INPUT DATA:
++++++++++

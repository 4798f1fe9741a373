use axum::http::{header, HeaderMap, HeaderValue};

/// Holds the access token issued by the code exchange.
pub const ACCESS_TOKEN_COOKIE: &str = "recipebox-access-token";

/// Holds the PKCE verifier between the magic-link request and the callback.
pub const CODE_VERIFIER_COOKIE: &str = "recipebox-code-verifier";

/// Seconds a magic link can take to be followed.
pub const CODE_VERIFIER_MAX_AGE: i64 = 600;

/// Used when the auth service does not report a token lifetime.
pub const DEFAULT_SESSION_MAX_AGE: i64 = 3600;

/// Value of the first cookie called `name` in the request headers.
pub fn read_cookie(headers: &HeaderMap, name: &str) -> Option<String> {
    headers
        .get_all(header::COOKIE)
        .iter()
        .filter_map(|value| value.to_str().ok())
        .flat_map(|value| value.split(';'))
        .filter_map(|pair| pair.trim().split_once('='))
        .find(|(key, _)| *key == name)
        .map(|(_, value)| value.to_string())
        .filter(|value| !value.is_empty())
}

/// An HttpOnly, SameSite=Lax cookie scoped to the whole site.
pub fn set_cookie(name: &str, value: &str, max_age: i64, secure: bool) -> Option<HeaderValue> {
    let mut cookie = format!(
        "{}={}; Path=/; HttpOnly; SameSite=Lax; Max-Age={}",
        name, value, max_age
    );
    if secure {
        cookie.push_str("; Secure");
    }
    HeaderValue::from_str(&cookie).ok()
}

pub fn clear_cookie(name: &str, secure: bool) -> Option<HeaderValue> {
    set_cookie(name, "", 0, secure)
}
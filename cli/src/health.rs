use anyhow::{Context, Result};
use serde::Deserialize;
use serde_json::Value;

#[derive(Debug, Deserialize)]
struct HealthSummary {
    status: String,
    message: String,
}

/// Whether a reported status counts as passing. A server that simply has no
/// service configured yet is not a failure.
fn is_passing(status: &str) -> bool {
    matches!(status, "healthy" | "not_configured")
}

/// Print the health report. Returns whether the status is passing.
pub async fn health(server: &str) -> Result<bool> {
    let url = format!("{}/api/health", server.trim_end_matches('/'));

    // 500 still carries a report, so the status code is not checked here
    let report: Value = reqwest::get(&url)
        .await
        .with_context(|| format!("Failed to reach {}", url))?
        .json()
        .await
        .context("Failed to parse health report")?;

    let summary: HealthSummary =
        serde_json::from_value(report.clone()).context("Unexpected health report shape")?;

    println!("{}: {}", summary.status, summary.message);
    println!("{}", serde_json::to_string_pretty(&report)?);

    Ok(is_passing(&summary.status))
}
use crate::api::{ApiError, ErrorResponse};
use crate::auth::AuthUser;
use crate::AppState;
use axum::{
    extract::{Path, State},
    http::StatusCode,
    response::IntoResponse,
};
use recipebox_core::recipes;
use uuid::Uuid;

#[utoipa::path(
    delete,
    path = "/api/recipes/{id}",
    tag = "recipes",
    params(
        ("id" = Uuid, Path, description = "Recipe ID")
    ),
    responses(
        (status = 204, description = "Recipe deleted"),
        (status = 401, description = "Unauthorized", body = ErrorResponse),
        (status = 404, description = "Recipe not found", body = ErrorResponse)
    ),
    security(
        ("bearer_auth" = [])
    )
)]
pub async fn delete_recipe(
    auth: AuthUser,
    State(state): State<AppState>,
    Path(id): Path<Uuid>,
) -> Result<impl IntoResponse, ApiError> {
    let db = state.backend.backend()?.database(Some(&auth.access_token));

    recipes::delete_recipe(db.as_ref(), id)
        .await
        .map_err(|e| ApiError::from_write(e, "Failed to delete recipe"))?;

    tracing::info!("User {} deleted recipe {}", auth.user.id, id);
    Ok(StatusCode::NO_CONTENT)
}
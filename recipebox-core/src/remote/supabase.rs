//! HTTP client for a Supabase deployment (PostgREST tables + GoTrue auth).

use super::{pkce, AuthApi, AuthEvent, Backend, Database, Filter, MagicLink, Select, SessionEvents};
use crate::config::SupabaseSettings;
use crate::error::RemoteError;
use crate::types::{Session, User};
use async_trait::async_trait;
use reqwest::{Method, RequestBuilder, Response, StatusCode};
use serde_json::{json, Value};
use std::sync::Arc;
use tracing::Instrument;
use url::Url;

const REST_PATH: &str = "rest/v1/";
const AUTH_PATH: &str = "auth/v1/";

#[derive(Debug)]
struct Inner {
    http: reqwest::Client,
    rest_url: Url,
    auth_url: Url,
    anon_key: String,
    events: SessionEvents,
}

/// Client for one deployment. Cheap to clone; clones share the connection pool
/// and the session event channel.
#[derive(Debug, Clone)]
pub struct SupabaseClient {
    inner: Arc<Inner>,
}

impl SupabaseClient {
    pub fn new(settings: &SupabaseSettings) -> Result<Self, RemoteError> {
        let http = reqwest::Client::builder()
            .user_agent(concat!("recipebox/", env!("CARGO_PKG_VERSION")))
            .build()?;
        Self::with_http_client(settings, http)
    }

    pub fn with_http_client(
        settings: &SupabaseSettings,
        http: reqwest::Client,
    ) -> Result<Self, RemoteError> {
        let mut base =
            Url::parse(&settings.url).map_err(|e| RemoteError::InvalidUrl(e.to_string()))?;
        if base.scheme() != "http" && base.scheme() != "https" {
            return Err(RemoteError::InvalidUrl(format!(
                "unsupported scheme: {}",
                base.scheme()
            )));
        }
        if !base.path().ends_with('/') {
            let path = format!("{}/", base.path());
            base.set_path(&path);
        }

        let rest_url = base
            .join(REST_PATH)
            .map_err(|e| RemoteError::InvalidUrl(e.to_string()))?;
        let auth_url = base
            .join(AUTH_PATH)
            .map_err(|e| RemoteError::InvalidUrl(e.to_string()))?;

        Ok(Self {
            inner: Arc::new(Inner {
                http,
                rest_url,
                auth_url,
                anon_key: settings.anon_key.clone(),
                events: SessionEvents::default(),
            }),
        })
    }

    fn auth_request(&self, method: Method, path: &str) -> Result<RequestBuilder, RemoteError> {
        let url = self
            .inner
            .auth_url
            .join(path)
            .map_err(|e| RemoteError::InvalidUrl(e.to_string()))?;
        Ok(self
            .inner
            .http
            .request(method, url)
            .header("apikey", &self.inner.anon_key))
    }

    async fn fetch_user(&self, access_token: &str) -> Result<Option<User>, RemoteError> {
        let response = self
            .auth_request(Method::GET, "user")?
            .bearer_auth(access_token)
            .send()
            .instrument(tracing::info_span!("remote.call", service = "auth", op = "get_user"))
            .await?;

        if matches!(
            response.status(),
            StatusCode::UNAUTHORIZED | StatusCode::FORBIDDEN
        ) {
            return Ok(None);
        }

        let body = read_success(response).await?;
        let user = serde_json::from_str(&body).map_err(|e| RemoteError::Decode(e.to_string()))?;
        Ok(Some(user))
    }
}

#[async_trait]
impl AuthApi for SupabaseClient {
    async fn sign_in_with_magic_link(
        &self,
        email: &str,
        redirect_url: &str,
    ) -> Result<MagicLink, RemoteError> {
        let code_verifier = pkce::generate_verifier();
        let body = json!({
            "email": email,
            "create_user": true,
            "code_challenge": pkce::challenge(&code_verifier),
            "code_challenge_method": "s256",
        });

        let response = self
            .auth_request(Method::POST, "otp")?
            .query(&[("redirect_to", redirect_url)])
            .json(&body)
            .send()
            .instrument(tracing::info_span!("remote.call", service = "auth", op = "otp"))
            .await?;
        read_success(response).await?;

        tracing::debug!("magic link requested");
        Ok(MagicLink { code_verifier })
    }

    async fn get_user(&self, access_token: &str) -> Result<Option<User>, RemoteError> {
        self.fetch_user(access_token).await
    }

    async fn get_session(
        &self,
        access_token: Option<&str>,
    ) -> Result<Option<Session>, RemoteError> {
        match access_token {
            Some(token) => Ok(self.fetch_user(token).await?.map(|user| Session {
                access_token: token.to_string(),
                refresh_token: None,
                expires_in: None,
                user,
            })),
            None => {
                let response = self
                    .auth_request(Method::GET, "health")?
                    .send()
                    .instrument(tracing::info_span!(
                        "remote.call",
                        service = "auth",
                        op = "health"
                    ))
                    .await?;
                read_success(response).await?;
                Ok(None)
            }
        }
    }

    async fn exchange_code_for_session(
        &self,
        code: &str,
        code_verifier: &str,
    ) -> Result<Session, RemoteError> {
        let response = self
            .auth_request(Method::POST, "token")?
            .query(&[("grant_type", "pkce")])
            .json(&json!({ "auth_code": code, "code_verifier": code_verifier }))
            .send()
            .instrument(tracing::info_span!(
                "remote.call",
                service = "auth",
                op = "exchange_code"
            ))
            .await?;

        let body = read_success(response).await?;
        let session: Session =
            serde_json::from_str(&body).map_err(|e| RemoteError::Decode(e.to_string()))?;

        self.inner.events.publish(AuthEvent::SignedIn {
            user_id: session.user.id,
        });
        Ok(session)
    }

    async fn sign_out(&self, access_token: &str) -> Result<(), RemoteError> {
        let response = self
            .auth_request(Method::POST, "logout")?
            .bearer_auth(access_token)
            .send()
            .instrument(tracing::info_span!("remote.call", service = "auth", op = "logout"))
            .await?;
        read_success(response).await?;

        self.inner.events.publish(AuthEvent::SignedOut);
        Ok(())
    }
}

impl Backend for SupabaseClient {
    fn auth(&self) -> &dyn AuthApi {
        self
    }

    fn database(&self, access_token: Option<&str>) -> Box<dyn Database> {
        Box::new(PostgrestDatabase {
            inner: self.inner.clone(),
            access_token: access_token.map(str::to_string),
        })
    }

    fn events(&self) -> &SessionEvents {
        &self.inner.events
    }

    fn name(&self) -> &'static str {
        "supabase"
    }
}

/// PostgREST access with the caller's token, or the anonymous key.
struct PostgrestDatabase {
    inner: Arc<Inner>,
    access_token: Option<String>,
}

impl PostgrestDatabase {
    fn request(&self, method: Method, table: &str) -> Result<RequestBuilder, RemoteError> {
        let url = self
            .inner
            .rest_url
            .join(table)
            .map_err(|e| RemoteError::InvalidUrl(e.to_string()))?;
        let bearer = self
            .access_token
            .as_deref()
            .unwrap_or(&self.inner.anon_key);

        Ok(self
            .inner
            .http
            .request(method, url)
            .header("apikey", &self.inner.anon_key)
            .bearer_auth(bearer))
    }

    fn filter_pairs(filters: &[Filter]) -> Vec<(String, String)> {
        filters.iter().map(Filter::query_pair).collect()
    }

    async fn send_rows(
        request: RequestBuilder,
        op: &'static str,
        table: &str,
    ) -> Result<Vec<Value>, RemoteError> {
        let span = tracing::info_span!("remote.call", service = "rest", op, table);
        let response = request.send().instrument(span).await?;
        let body = read_success(response).await?;
        parse_rows(&body)
    }
}

#[async_trait]
impl Database for PostgrestDatabase {
    async fn select(&self, query: &Select) -> Result<Vec<Value>, RemoteError> {
        let request = self
            .request(Method::GET, &query.table)?
            .query(&query.query_pairs());
        Self::send_rows(request, "select", &query.table).await
    }

    async fn insert(&self, table: &str, rows: Vec<Value>) -> Result<Vec<Value>, RemoteError> {
        let request = self
            .request(Method::POST, table)?
            .header("Prefer", "return=representation")
            .json(&rows);
        Self::send_rows(request, "insert", table).await
    }

    async fn update(
        &self,
        table: &str,
        patch: Value,
        filters: &[Filter],
    ) -> Result<Vec<Value>, RemoteError> {
        let request = self
            .request(Method::PATCH, table)?
            .header("Prefer", "return=representation")
            .query(&Self::filter_pairs(filters))
            .json(&patch);
        Self::send_rows(request, "update", table).await
    }

    async fn delete(&self, table: &str, filters: &[Filter]) -> Result<Vec<Value>, RemoteError> {
        let request = self
            .request(Method::DELETE, table)?
            .header("Prefer", "return=representation")
            .query(&Self::filter_pairs(filters));
        Self::send_rows(request, "delete", table).await
    }
}

/// Body of a successful response, or the service's error payload as a [`RemoteError`].
async fn read_success(response: Response) -> Result<String, RemoteError> {
    let status = response.status();
    let body = response.text().await?;
    if status.is_success() {
        Ok(body)
    } else {
        tracing::debug!(status = %status, "remote call returned an error");
        Err(parse_error_body(status.as_u16(), &body))
    }
}

fn parse_rows(body: &str) -> Result<Vec<Value>, RemoteError> {
    if body.trim().is_empty() {
        return Ok(Vec::new());
    }
    match serde_json::from_str(body).map_err(|e| RemoteError::Decode(e.to_string()))? {
        Value::Array(rows) => Ok(rows),
        Value::Null => Ok(Vec::new()),
        row => Ok(vec![row]),
    }
}

/// Map a PostgREST (`{code, message}`) or GoTrue (`{error_code, msg}`) error body.
pub(crate) fn parse_error_body(status: u16, body: &str) -> RemoteError {
    let parsed: Value = serde_json::from_str(body).unwrap_or(Value::Null);
    let text = |key: &str| parsed.get(key).and_then(Value::as_str).map(str::to_string);

    let code = text("code").or_else(|| text("error_code"));
    let message = text("message")
        .or_else(|| text("msg"))
        .or_else(|| text("error_description"))
        .or_else(|| text("error"))
        .unwrap_or_else(|| {
            if body.trim().is_empty() {
                format!("HTTP {}", status)
            } else {
                body.trim().to_string()
            }
        });

    RemoteError::Api {
        status,
        code,
        message,
    }
}
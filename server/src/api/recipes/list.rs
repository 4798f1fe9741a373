use crate::api::{ApiError, ErrorResponse};
use crate::auth::AuthUser;
use crate::AppState;
use axum::{extract::State, response::IntoResponse, Json};
use recipebox_core::{recipes, RecipeSummary};
use serde::Serialize;
use utoipa::ToSchema;

#[derive(Debug, Clone, Serialize, ToSchema)]
pub struct ListRecipesResponse {
    pub recipes: Vec<RecipeSummary>,
}

#[utoipa::path(
    get,
    path = "/api/recipes",
    tag = "recipes",
    responses(
        (status = 200, description = "The caller's recipes, newest first", body = ListRecipesResponse),
        (status = 401, description = "Unauthorized", body = ErrorResponse)
    ),
    security(
        ("bearer_auth" = [])
    )
)]
pub async fn list_recipes(
    auth: AuthUser,
    State(state): State<AppState>,
) -> Result<impl IntoResponse, ApiError> {
    let db = state.backend.backend()?.database(Some(&auth.access_token));

    let recipes = recipes::list_recipes(db.as_ref(), auth.user.id)
        .await
        .map_err(ApiError::from_read)?;

    Ok(Json(ListRecipesResponse { recipes }))
}
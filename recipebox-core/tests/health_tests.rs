//! Health aggregation against the in-memory backend.

use recipebox_core::health::{check_health, CheckStatus, OverallStatus, SENTINEL_TABLE};
use recipebox_core::remote::{AuthApi, Backend, BackendState, Database, SessionEvents};
use recipebox_core::{EnvironmentCheck, FakeBackend, FakeOp};

fn environment(configured: bool) -> EnvironmentCheck {
    EnvironmentCheck {
        supabase_url: configured,
        supabase_anon_key: configured,
        service_role_key: false,
        app_env: "test".to_string(),
    }
}

#[tokio::test]
async fn test_unconfigured_environment_reports_not_configured() {
    let report = check_health(environment(false), BackendState::NotConfigured).await;

    assert_eq!(report.status, OverallStatus::NotConfigured);
    assert_eq!(report.http_status_code(), 200);
    let checks = report.checks.unwrap();
    assert_eq!(checks.database.status, CheckStatus::NotConfigured);
    assert_eq!(checks.auth.status, CheckStatus::NotConfigured);
    assert!(checks.database.error.unwrap().contains("SUPABASE_URL"));
}

#[tokio::test]
async fn test_partial_configuration_skips_remote_checks() {
    let backend = FakeBackend::with_recipe_schema();
    let mut env = environment(true);
    env.supabase_anon_key = false;

    let report = check_health(env, BackendState::ready(backend.clone())).await;

    assert_eq!(report.status, OverallStatus::NotConfigured);
    assert!(backend.calls().is_empty());
}

#[tokio::test]
async fn test_reachable_services_are_healthy() {
    let backend = FakeBackend::with_recipe_schema();
    let report = check_health(environment(true), BackendState::ready(backend.clone())).await;

    assert_eq!(report.status, OverallStatus::Healthy);
    assert_eq!(report.http_status_code(), 200);
    assert_eq!(report.message, "All services are operating normally");
    assert!(report.response_time.ends_with("ms"));
    let checks = report.checks.unwrap();
    assert_eq!(checks.database.status, CheckStatus::Ok);
    assert_eq!(checks.database.error, None);
    assert_eq!(checks.auth.status, CheckStatus::Ok);
    assert_eq!(checks.runtime.mode, "test");
    assert_eq!(
        backend.calls(),
        vec![format!("select {}", SENTINEL_TABLE), "auth get_session".to_string()]
    );
}

#[tokio::test]
async fn test_auth_failure_degrades() {
    let backend = FakeBackend::with_recipe_schema();
    backend.fail_auth("Auth service unavailable");

    let report = check_health(environment(true), BackendState::ready(backend)).await;

    assert_eq!(report.status, OverallStatus::Degraded);
    assert_eq!(report.http_status_code(), 200);
    let checks = report.checks.unwrap();
    assert_eq!(checks.database.status, CheckStatus::Ok);
    assert_eq!(checks.auth.status, CheckStatus::Error);
    assert_eq!(checks.auth.error.as_deref(), Some("Auth service unavailable"));
}

#[tokio::test]
async fn test_database_failure_degrades() {
    let backend = FakeBackend::with_recipe_schema();
    backend.fail_on(FakeOp::Select, SENTINEL_TABLE, "Invalid API key");

    let report = check_health(environment(true), BackendState::ready(backend)).await;

    assert_eq!(report.status, OverallStatus::Degraded);
    let checks = report.checks.unwrap();
    assert_eq!(checks.database.status, CheckStatus::Error);
    assert_eq!(checks.database.error.as_deref(), Some("Invalid API key"));
    assert_eq!(checks.auth.status, CheckStatus::Ok);
}

#[tokio::test]
async fn test_missing_sentinel_message_counts_as_ok() {
    let backend = FakeBackend::with_recipe_schema();
    backend.create_table(SENTINEL_TABLE);
    backend.fail_on(
        FakeOp::Select,
        SENTINEL_TABLE,
        r#"relation "_health_check_dummy" does not exist"#,
    );

    let report = check_health(environment(true), BackendState::ready(backend)).await;

    assert_eq!(report.status, OverallStatus::Healthy);
    assert_eq!(report.checks.unwrap().database.status, CheckStatus::Ok);
}

#[tokio::test]
async fn test_client_construction_failure_errors_both_checks() {
    let report = check_health(
        environment(true),
        BackendState::Failed("Invalid service URL: relative URL without a base".to_string()),
    )
    .await;

    assert_eq!(report.status, OverallStatus::Degraded);
    let checks = report.checks.unwrap();
    assert_eq!(checks.database.status, CheckStatus::Error);
    assert_eq!(checks.auth.status, CheckStatus::Error);
    assert_eq!(checks.database.error, checks.auth.error);
}

#[derive(Debug, Default)]
struct ExplodingBackend {
    inner: FakeBackend,
}

impl Backend for ExplodingBackend {
    fn auth(&self) -> &dyn AuthApi {
        &self.inner
    }

    fn database(&self, _access_token: Option<&str>) -> Box<dyn Database> {
        panic!("database client exploded")
    }

    fn events(&self) -> &SessionEvents {
        self.inner.events()
    }

    fn name(&self) -> &'static str {
        "exploding"
    }
}

#[tokio::test]
async fn test_panic_during_aggregation_is_unhealthy() {
    let report = check_health(
        environment(true),
        BackendState::ready(ExplodingBackend::default()),
    )
    .await;

    assert_eq!(report.status, OverallStatus::Unhealthy);
    assert_eq!(report.http_status_code(), 500);
    assert!(report.checks.is_none());
    assert_eq!(report.error.as_deref(), Some("database client exploded"));
    assert!(report.response_time.ends_with("ms"));

    let json = serde_json::to_value(&report).unwrap();
    assert!(json.get("checks").is_none());
    assert_eq!(json["template"]["name"], "recipebox");
}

++++++++++

TRY IT:
Using the data above, count the lines that hold the string "PostgrestDatabase". Report the number and nothing else.

TASK ANSWER:
4